Monday, June 4, 2012

Happy Birthday to the woman who wore peach nail polish

...slightly faded peach nail polish on both hands...

That is what the autopsy report read. It came last week. Finally. After 11 years. I wept, and the heaviness of grief took hold of my throat.

I remember her peach nail polish. She loved peach. I hated it.  She loved fur coats. I detested them. She ate meat for every meal. I became a vegetarian at age 7.  She loved fine dining and elegant ballroom gowns. I loved eating veggie burgers at hippie joints and wore mostly white tanks and torn jeans.  She kept an impeccably clean home. My children's toys were impossible to keep in the toy box and I adored their crayon-drawn photos of "me and mommy" on my walls.  She felt breasts were not for public consumption, and all my babies had anytime-access to my breasts for years after birth.

We could not possibly have been more different.

Today is my dead mother's birthday.

She died far too young, far too suddenly, and far too traumatically. I watched them resuscitating her in the emergency room at my favorite hospital in town. Slow motioned chaos, confusion, fear, desperation. I wasn't ready for her to die yet. We had to come to an agreement, first, on our many disagreements. It was Halloween night.

For four long days, she lived on machines, tubes delivering her means of survival.  Until we said no more.

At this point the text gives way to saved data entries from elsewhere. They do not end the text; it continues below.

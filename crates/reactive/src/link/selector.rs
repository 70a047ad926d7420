//! Selector join: parent documents describe their children with a query.
//!
//! Work arrives as tasks (parent upserts and removals, own-collection
//! changes) and is settled in two phases. `commit` turns every queued parent
//! selector that actually changed into one batched `$or` query and updates
//! the registry; `flush` publishes the result and forwards field changes to
//! sub-joins. Tasks queued during one pump pass are committed together. Siblings commit before any of them flushes, so a child that
//! moves from one join path to another within a window is not narrated as a
//! removal followed by an addition.

use super::node::NodeCore;
use crate::change::ChangeEvent;
use crate::resolve::SelectorResolver;
use hashbrown::HashSet;
use rejoin_core::{doc_id, full_document_diff, DocId, Document, FieldDiff, Projection, Result};
use rejoin_query::selector::any_of;
use rejoin_query::{DocumentMatcher, QueryResolver};
use std::rc::Rc;

enum SelectorTask {
    ParentUpsert { source: DocId, doc: Document },
    ParentRemoved { source: DocId },
    DocAdded { id: DocId, doc: Document },
    DocChanged { id: DocId, diff: FieldDiff, doc: Document },
    DocRemoved { id: DocId },
}

enum Step {
    Resolve { source: DocId, matcher: DocumentMatcher },
    Clear { source: DocId },
    Own(SelectorTask),
}

pub(crate) struct SelectorJoin {
    resolver: Rc<SelectorResolver>,
    queries: QueryResolver,
    tasks: Vec<SelectorTask>,
    /// Field changes of tracked children awaiting flush.
    changed: Vec<(DocId, FieldDiff, Document)>,
}

impl SelectorJoin {
    pub(crate) fn new(resolver: Rc<SelectorResolver>) -> Self {
        Self {
            resolver,
            queries: QueryResolver::new(),
            tasks: Vec::new(),
            changed: Vec::new(),
        }
    }

    pub(crate) fn parent_upsert(&mut self, source: &str, doc: &Document) {
        self.tasks.push(SelectorTask::ParentUpsert {
            source: source.to_string(),
            doc: doc.clone(),
        });
    }

    pub(crate) fn parent_removed(&mut self, source: &str) {
        self.tasks.push(SelectorTask::ParentRemoved {
            source: source.to_string(),
        });
    }

    /// Queues one own-collection event until the node settles.
    pub(crate) fn on_event(&mut self, event: &ChangeEvent) -> Result<()> {
        let task = match event {
            ChangeEvent::Added { id, doc } => SelectorTask::DocAdded {
                id: id.clone(),
                doc: doc.clone(),
            },
            ChangeEvent::Changed { id, diff, doc } => SelectorTask::DocChanged {
                id: id.clone(),
                diff: diff.clone(),
                doc: doc.clone(),
            },
            ChangeEvent::Replaced { id, doc } => SelectorTask::DocChanged {
                id: id.clone(),
                diff: full_document_diff(doc),
                doc: doc.clone(),
            },
            ChangeEvent::Removed { id } => SelectorTask::DocRemoved { id: id.clone() },
        };
        self.tasks.push(task);
        Ok(())
    }

    /// Resolves queued tasks into registry changes.
    pub(crate) fn commit(&mut self, core: &mut NodeCore) -> Result<()> {
        let tasks = std::mem::take(&mut self.tasks);
        if tasks.is_empty() {
            return Ok(());
        }

        let mut steps = Vec::with_capacity(tasks.len());
        let mut batch = Vec::new();
        let mut batched: HashSet<String> = HashSet::new();
        let mut touched: HashSet<DocId> = HashSet::new();
        for task in tasks {
            match task {
                SelectorTask::ParentUpsert { source, doc } => match (self.resolver)(&doc) {
                    None => {
                        touched.insert(source.clone());
                        steps.push(Step::Clear { source });
                    }
                    Some(selector) => {
                        if !touched.contains(&source) && self.queries.is_current(&source, &selector)
                        {
                            tracing::trace!("Selector of {} unchanged", source);
                            continue;
                        }
                        let matcher = DocumentMatcher::new(selector)?;
                        if batched.insert(matcher.key().to_string()) {
                            batch.push(matcher.selector().clone());
                        }
                        touched.insert(source.clone());
                        steps.push(Step::Resolve { source, matcher });
                    }
                },
                SelectorTask::ParentRemoved { source } => {
                    touched.insert(source.clone());
                    steps.push(Step::Clear { source });
                }
                own => steps.push(Step::Own(own)),
            }
        }

        let found = if batch.is_empty() {
            Vec::new()
        } else {
            tracing::debug!(
                "Resolving {} selectors on {} in one query",
                batch.len(),
                core.collection
            );
            core.scope
                .storage
                .find(&core.collection, &any_of(batch), &Projection::All)?
        };

        for step in steps {
            match step {
                Step::Resolve { source, matcher } => {
                    let mut ids = Vec::new();
                    for doc in found.iter().filter(|doc| matcher.matches(doc)) {
                        if let Some(id) = doc_id(doc) {
                            core.stage(id.clone(), doc.clone());
                            ids.push(id);
                        }
                    }
                    core.link_edge(&source, Some(ids));
                    self.queries.set(source, matcher);
                }
                Step::Clear { source } => {
                    self.queries.remove(&source);
                    core.unlink_edge(&source);
                }
                Step::Own(SelectorTask::DocAdded { id, doc }) => {
                    self.doc_upsert(core, id, None, doc)
                }
                Step::Own(SelectorTask::DocChanged { id, diff, doc }) => {
                    self.doc_upsert(core, id, Some(diff), doc)
                }
                Step::Own(SelectorTask::DocRemoved { id }) => core.unlink_child(&id),
                Step::Own(_) => {}
            }
        }
        Ok(())
    }

    /// Re-evaluates every current selector against one document of this
    /// join's collection.
    fn doc_upsert(&mut self, core: &mut NodeCore, id: DocId, diff: Option<FieldDiff>, doc: Document) {
        let was_tracked = core.context.has_child_key(&id);
        // Left and came back within one pass: still announced.
        let relinked = !was_tracked && core.pending.is_removed(&id);
        let verdicts: Vec<(DocId, bool)> = self
            .queries
            .iter()
            .map(|(source, matcher)| (source.clone(), matcher.matches(&doc)))
            .collect();
        for (source, matches) in verdicts {
            let linked = core.is_linked(&source, &id);
            if matches && !linked {
                core.track(&source, vec![id.clone()]);
            } else if !matches && linked {
                core.untrack(&source, &id);
            }
        }

        if !core.context.has_child_key(&id) {
            return;
        }
        if relinked {
            let diff = full_document_diff(&doc);
            self.changed.push((id, diff, doc));
            return;
        }
        core.stage(id.clone(), doc.clone());
        if let (true, Some(diff)) = (was_tracked, diff) {
            self.changed.push((id, diff, doc));
        }
    }

    /// Publishes the committed delta and forwards pending field changes.
    pub(crate) fn flush(&mut self, core: &mut NodeCore) -> Result<()> {
        core.publish_pending()?;
        for (id, diff, doc) in std::mem::take(&mut self.changed) {
            if core.context.has_child_key(&id) {
                core.context.changed(&id, &diff);
                core.children.parent_changed(&id, &doc)?;
            }
        }
        core.children.settle()
    }

    pub(crate) fn reset(&mut self) {
        self.queries.clear();
        self.tasks.clear();
        self.changed.clear();
    }
}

There is a time in all our lives when we realize that this very moment in which we exist is a game-changer. I would never get to tell her that I was sorry we didn't understand each other in the way a mother and daughter should. She would never get to tell me how proud she felt seeing me graduate, the first in our family to complete college and go on to graduate studies to eventually become "Dr. Cacciatore."  I wonder, often, what she'd have thought of that.  We never had a chance to agree to disagree about eating animals, and feeding the poor, and breastfeeding, and fur coats.

I love and miss my beautiful mother very much.  With all our differences and disagreements and frustrations, I love and miss her. I hope she is with Chey, wherever that is... I hope.

And oh, the things I would do and say now if only I could...

Josephine Cacciatore- Happy Birthday to you. Happy Birthday to you. I love you with all my heart and I miss you and my children miss you too.  I wish you could've seen them grow up.

I wish you could've seen me grow up too.

Your daughter,


The soul still sings in the darkness telling of the beauty she found there; and daring us not to think that because she passed through such tortures of anguish, doubt, dread, and horror, as has been said, she ran any the more danger of being lost in the night. Nay, in the darkness did she, rather, find herself.